Destacando que o trabalho de conservação do burro de Miranda permitiu manter a espécie, Catarina Martins lembrou também a importância destes projetos para a segurança do território, para a “companhia da população”, mas também para o emprego.
“Estamos a falar do emprego qualificado, na biologia, até na linguística, aqui com as questões do mirandês que são tão importantes. Estes projetos têm tudo a ganhar com o desenho dos fundos europeus. Para nós, os fundos europeus devem ser desenhados tendo em conta todo o território e tendo em conta o povoamento do interior, em projetos que estão ligados à biodiversidade, à cultura e que, com isso, garantem emprego qualificado, garantem qualidade de vida e segurança do território”, defendeu.

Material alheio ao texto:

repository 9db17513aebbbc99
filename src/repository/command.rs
use crate::{
    abstract_trait::produto::repository::ProdutoCommandRepositoryTrait,
    config::ConnectionPool,
    domain::requests::produto::{CreateProdutoRequest, UpdateProdutoRequest},
    errors::RepositoryError,
    model::produto::Produto as ProdutoModel,
};
use async_trait::async_trait;
use tracing::{error, info};

const RETURNING_COLUMNS: &str = r#"
    RETURNING
        produto_id,
        farmacia_id,
        nome,
        nome_quimico,
        preco,
        quantidade,
        validade,
        lote,
        label,
        imagem_url,
        created_at,
        updated_at
"#;

pub struct ProdutoCommandRepository {
    db: ConnectionPool,
}

impl ProdutoCommandRepository {
    pub fn new(db: ConnectionPool) -> Self {
        Self { db }
    }
}

#[async_trait]
impl ProdutoCommandRepositoryTrait for ProdutoCommandRepository {
    async fn create_produto(
        &self,
        req: &CreateProdutoRequest,
    ) -> Result<ProdutoModel, RepositoryError> {
        let mut conn = self.db.acquire().await.map_err(RepositoryError::from)?;

        let sql = format!(
            r#"
            INSERT INTO produtos
                (farmacia_id, nome, nome_quimico, preco, quantidade,
                 validade, lote, label, imagem_url, created_at, updated_at)
            VALUES ($1, $2, $3, $4, $5, $6, $7, $8, $9,
                    current_timestamp, current_timestamp)
            {RETURNING_COLUMNS}
            "#
        );

        let result = sqlx::query_as::<_, ProdutoModel>(&sql)
            .bind(req.farmacia_id)
            .bind(&req.nome)
            .bind(&req.nome_quimico)
            .bind(req.preco)
            .bind(req.quantidade)
            .bind(&req.validade)
            .bind(&req.lote)
            .bind(&req.label)
            .bind(&req.imagem_url)
            .fetch_one(&mut *conn)
            .await
            .map_err(|err| {
                error!("❌ Failed to create product '{}': {err:?}", req.nome);
                RepositoryError::from(err)
            })?;

        info!(
            "✅ Created product ID {} ({})",
            result.produto_id,
            result.nome.as_deref().unwrap_or_default()
        );
        Ok(result)
    }

    async fn update_produto(
        &self,
        req: &UpdateProdutoRequest,
    ) -> Result<ProdutoModel, RepositoryError> {
        let mut conn = self.db.acquire().await.map_err(RepositoryError::from)?;

        // Full replace: every column is overwritten with the supplied
        // value, NULL included. Only farmacia_id survives untouched.
        let sql = format!(
            r#"
            UPDATE produtos
            SET nome = $2,
                nome_quimico = $3,
                preco = $4,
                quantidade = $5,
                validade = $6,
                lote = $7,
                label = $8,
                imagem_url = $9,
                updated_at = current_timestamp
            WHERE produto_id = $1
            {RETURNING_COLUMNS}
            "#
        );

        let result = sqlx::query_as::<_, ProdutoModel>(&sql)
            .bind(req.produto_id)
            .bind(&req.nome)
            .bind(&req.nome_quimico)
            .bind(req.preco)
            .bind(req.quantidade)
            .bind(&req.validade)
            .bind(&req.lote)
            .bind(&req.label)
            .bind(&req.imagem_url)
            .fetch_optional(&mut *conn)
            .await
            .map_err(|err| {
                error!("❌ Failed to update product ID {}: {err:?}", req.produto_id);
                RepositoryError::from(err)
            })?
            .ok_or(RepositoryError::NotFound)?;

        info!("🔄 Updated product ID {}", result.produto_id);
        Ok(result)
    }

    async fn delete_produto(&self, id: i32) -> Result<(), RepositoryError> {
        let mut conn = self.db.acquire().await.map_err(RepositoryError::from)?;

        let result = sqlx::query("DELETE FROM produtos WHERE produto_id = $1")
            .bind(id)
            .execute(&mut *conn)
            .await
            .map_err(|err| {
                error!("❌ Failed to delete product ID {id}: {err:?}");
                RepositoryError::from(err)
            })?;

        if result.rows_affected() == 0 {
            return Err(RepositoryError::NotFound);
        }

        info!("🗑️ Deleted product ID {id}");
        Ok(())
    }
}
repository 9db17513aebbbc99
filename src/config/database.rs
use sqlx::{Pool, Postgres, postgres::PgPoolOptions};

pub type ConnectionPool = Pool<Postgres>;

pub struct ConnectionManager;

impl ConnectionManager {
    pub async fn new_pool(connection_string: &str) -> anyhow::Result<ConnectionPool> {
        let pool = PgPoolOptions::new()
            .max_connections(5)
            .connect(connection_string)
            .await
            .map_err(|err| anyhow::anyhow!("Failed to create database connection pool: {}", err))?;

        Ok(pool)
    }
}
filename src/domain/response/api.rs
use core::fmt;
use serde::{Deserialize, Serialize};
use utoipa::ToSchema;

#[derive(Debug, Serialize, Deserialize, ToSchema, Clone)]
pub struct ApiResponse<T> {
    pub status: String,
    pub message: String,
    pub data: T,
}

impl<T> ApiResponse<T> {
    pub fn success(message: impl Into<String>, data: T) -> Self {
        Self {
            status: "success".to_string(),
            message: message.into(),
            data,
        }
    }
}

impl<T: std::fmt::Debug> fmt::Display for ApiResponse<T> {
    fn fmt(&self, f: &mut fmt::Formatter<'_>) -> fmt::Result {
        write!(
            f,
            "ApiResponse {{ status: {}, message: {}, data: {:?} }}",
            self.status, self.message, self.data
        )
    }
}
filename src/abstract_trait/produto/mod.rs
pub mod repository;
pub mod service;
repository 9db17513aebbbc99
pub mod produto;
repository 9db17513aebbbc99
use tracing_appender::{
    non_blocking,
    rolling::{RollingFileAppender, Rotation},
};
use tracing_subscriber::{EnvFilter, fmt, prelude::*};

pub fn init_logger(component: &str, is_dev: bool, enable_file: bool) {
    let file_layer = if enable_file {
        let log_dir = if is_dev { "./logs" } else { "/var/log/app" };
        let file_name = format!("rust_app_{component}.log");
        let file_appender = RollingFileAppender::new(Rotation::DAILY, log_dir, file_name);
        let (file_writer, guard) = non_blocking(file_appender);

        // Keep the writer thread alive for the process lifetime.
        std::mem::forget(guard);

        Some(
            fmt::layer()
                .with_writer(file_writer)
                .with_ansi(false)
                .json()
                .with_filter(EnvFilter::new("info")),
        )
    } else {
        None
    };

    let console_filter =
        EnvFilter::try_from_default_env().unwrap_or_else(|_| EnvFilter::new("info"));

    let console_layer = fmt::layer()
        .pretty()
        .with_thread_names(true)
        .with_ansi(is_dev)
        .with_filter(console_filter);

    tracing_subscriber::registry()
        .with(file_layer)
        .with(console_layer)
        .init();
}
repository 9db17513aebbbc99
use crate::errors::UploadError;
use async_trait::async_trait;
use std::path::PathBuf;
use std::sync::Arc;

/// Where the relay reads the upload content from.
#[derive(Debug, Clone)]
pub enum UploadSource {
    Path(PathBuf),
    Buffer(Vec<u8>),
}

pub type DynUploadRelay = Arc<dyn UploadRelayTrait + Send + Sync>;

/// Moves one file's bytes to external object storage and returns a
/// publicly resolvable URL. The relay never deletes local files; temp
/// cleanup belongs to the caller that buffered the upload.
#[async_trait]
pub trait UploadRelayTrait {
    async fn upload(
        &self,
        source: UploadSource,
        nome: &str,
        mime: &str,
    ) -> Result<String, UploadError>;
}
use chrono::NaiveDateTime;
use serde::{Deserialize, Serialize};
use sqlx::FromRow;

/// Persisted catalog entry. Every data column is nullable because the
/// PATCH operation has full-replace semantics: an omitted field clears
/// the stored value instead of preserving it.
#[derive(Debug, Clone, Serialize, Deserialize, FromRow)]
pub struct Produto {
    pub produto_id: i32,
    pub farmacia_id: i32,
    pub nome: Option<String>,
    pub nome_quimico: Option<String>,
    pub preco: Option<f64>,
    pub quantidade: Option<i64>,
    pub validade: Option<String>,
    pub lote: Option<String>,
    pub label: Option<String>,
    pub imagem_url: Option<String>,
    pub created_at: Option<NaiveDateTime>,
    pub updated_at: Option<NaiveDateTime>,
}

/// Product row joined with its owning pharmacy, for the read paths that
/// expand the pharmacy name (and postal code on fetch-by-id).
#[derive(Debug, Clone, FromRow)]
pub struct ProdutoComFarmacia {
    #[sqlx(flatten)]
    pub produto: Produto,
    pub farmacia_nome: Option<String>,
    pub farmacia_cep: Option<String>,
}
use thiserror::Error;

/// Failures of the external upload relay. The service layer treats every
/// variant as the same "upload failed" category; the split exists for logs.
#[derive(Debug, Error)]
pub enum UploadError {
    #[error("Invalid service credential: {0}")]
    Credential(String),

    #[error("Token exchange failed: {0}")]
    Token(String),

    #[error("Storage API request failed: {0}")]
    Api(#[from] reqwest::Error),

    #[error("Storage API returned status {status}: {body}")]
    Status { status: u16, body: String },

    #[error("I/O error reading upload content: {0}")]
    Io(#[from] std::io::Error),
}
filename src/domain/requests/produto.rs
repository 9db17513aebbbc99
use serde::{Deserialize, Serialize};
use std::path::PathBuf;
use utoipa::ToSchema;

/// Image part received in a multipart request, already buffered to the
/// temp-upload directory by the parsing layer. The command service owns
/// removing the temp copy, exactly once, on every exit path.
#[derive(Debug, Clone)]
pub struct ImagemRecebida {
    pub path: PathBuf,
    pub nome_original: String,
    pub mime: String,
}

/// Raw multipart form fields, before validation. Everything is optional
/// here; the command service probes each field independently so every
/// absence produces its own 422 message.
#[derive(Debug, Clone, Default)]
pub struct ProdutoForm {
    pub farmacia: Option<String>,
    pub nome: Option<String>,
    pub nome_quimico: Option<String>,
    pub preco: Option<String>,
    pub quantidade: Option<String>,
    pub validade: Option<String>,
    pub lote: Option<String>,
    pub label: Option<String>,
    pub imagem: Option<ImagemRecebida>,
}

/// Validated create payload handed to the command repository, image
/// already uploaded and resolved to its public URL.
#[derive(Debug, Clone)]
pub struct CreateProdutoRequest {
    pub farmacia_id: i32,
    pub nome: String,
    pub nome_quimico: String,
    pub preco: f64,
    pub quantidade: i64,
    pub validade: String,
    pub lote: String,
    pub label: String,
    pub imagem_url: String,
}

/// Full-replace update payload: `None` clears the stored column. The
/// pharmacy reference is immutable and therefore absent here; the image
/// URL is pre-resolved by the service (new upload or carried forward).
#[derive(Debug, Clone)]
pub struct UpdateProdutoRequest {
    pub produto_id: i32,
    pub nome: Option<String>,
    pub nome_quimico: Option<String>,
    pub preco: Option<f64>,
    pub quantidade: Option<i64>,
    pub validade: Option<String>,
    pub lote: Option<String>,
    pub label: Option<String>,
    pub imagem_url: Option<String>,
}

/// Documentation-only schema for the multipart endpoints.
#[derive(Debug, Serialize, Deserialize, ToSchema)]
pub struct CadastrarProdutoForm {
    #[schema(example = "1")]
    pub farmacia: String,
    #[schema(example = "Dipirona 500mg")]
    pub nome: String,
    #[schema(example = "Metamizol")]
    pub nome_quimico: String,
    #[schema(example = "12.50")]
    pub preco: String,
    #[schema(example = "100")]
    pub quantidade: String,
    #[schema(example = "2026-12-31")]
    pub validade: String,
    #[schema(example = "L-2025-044")]
    pub lote: String,
    #[schema(example = "Genérico")]
    pub label: String,
    #[schema(value_type = String, format = Binary)]
    pub imagem: String,
}
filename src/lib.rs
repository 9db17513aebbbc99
pub mod abstract_trait;
pub mod config;
pub mod di;
pub mod domain;
pub mod errors;
pub mod handler;
pub mod model;
pub mod repository;
pub mod service;
pub mod state;
pub mod storage;
pub mod utils;
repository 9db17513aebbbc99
mod gracefullshutdown;
mod logs;
mod random_string;

pub use self::gracefullshutdown::shutdown_signal;
pub use self::logs::init_logger;
pub use self::random_string::generate_random_string;
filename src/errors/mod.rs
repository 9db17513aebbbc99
mod error;
mod http;
mod repository;
mod service;
mod upload;

pub use self::error::ErrorResponse;
pub use self::http::{GENERIC_SERVER_ERROR, HttpError};
pub use self::repository::RepositoryError;
pub use self::service::ServiceError;
pub use self::upload::UploadError;
pub mod command;
pub mod query;

pub use self::command::ProdutoCommandRepository;
pub use self::query::ProdutoQueryRepository;
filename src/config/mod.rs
mod database;
mod myconfig;

pub use self::database::{ConnectionManager, ConnectionPool};
pub use self::myconfig::Config;
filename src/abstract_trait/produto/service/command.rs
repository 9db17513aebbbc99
use crate::{
    domain::{requests::produto::ProdutoForm, response::api::ApiResponse},
    errors::ServiceError,
};
use async_trait::async_trait;
use std::sync::Arc;

pub type DynProdutoCommandService = Arc<dyn ProdutoCommandServiceTrait + Send + Sync>;

#[async_trait]
pub trait ProdutoCommandServiceTrait {
    async fn create_produto(&self, form: &ProdutoForm) -> Result<ApiResponse<()>, ServiceError>;
    async fn update_produto(
        &self,
        id: i32,
        form: &ProdutoForm,
    ) -> Result<ApiResponse<()>, ServiceError>;
    async fn delete_produto(&self, id: i32) -> Result<ApiResponse<()>, ServiceError>;
}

“Às vezes fala-se dos projetos europeus, dos fundos europeus, como uns milhões que chegam num instante, faz-se um negócio qualquer de betão que, depois de inaugurado, não se sabe muito bem o que é que se há de fazer com ele. Nós propomos outra forma de olhar para o interior. É que os fundos europeus sejam, sobretudo, para projetos como estes”, acrescentou.
Em conversa com Catarina Martins, o veterinário Miguel Nóvoa lembrou, por exemplo, como os burros têm contribuído para a diminuição do risco de incêndios através da “brigada florestal animal”, um “conjunto de burros usado para reduzir risco de incêndios”.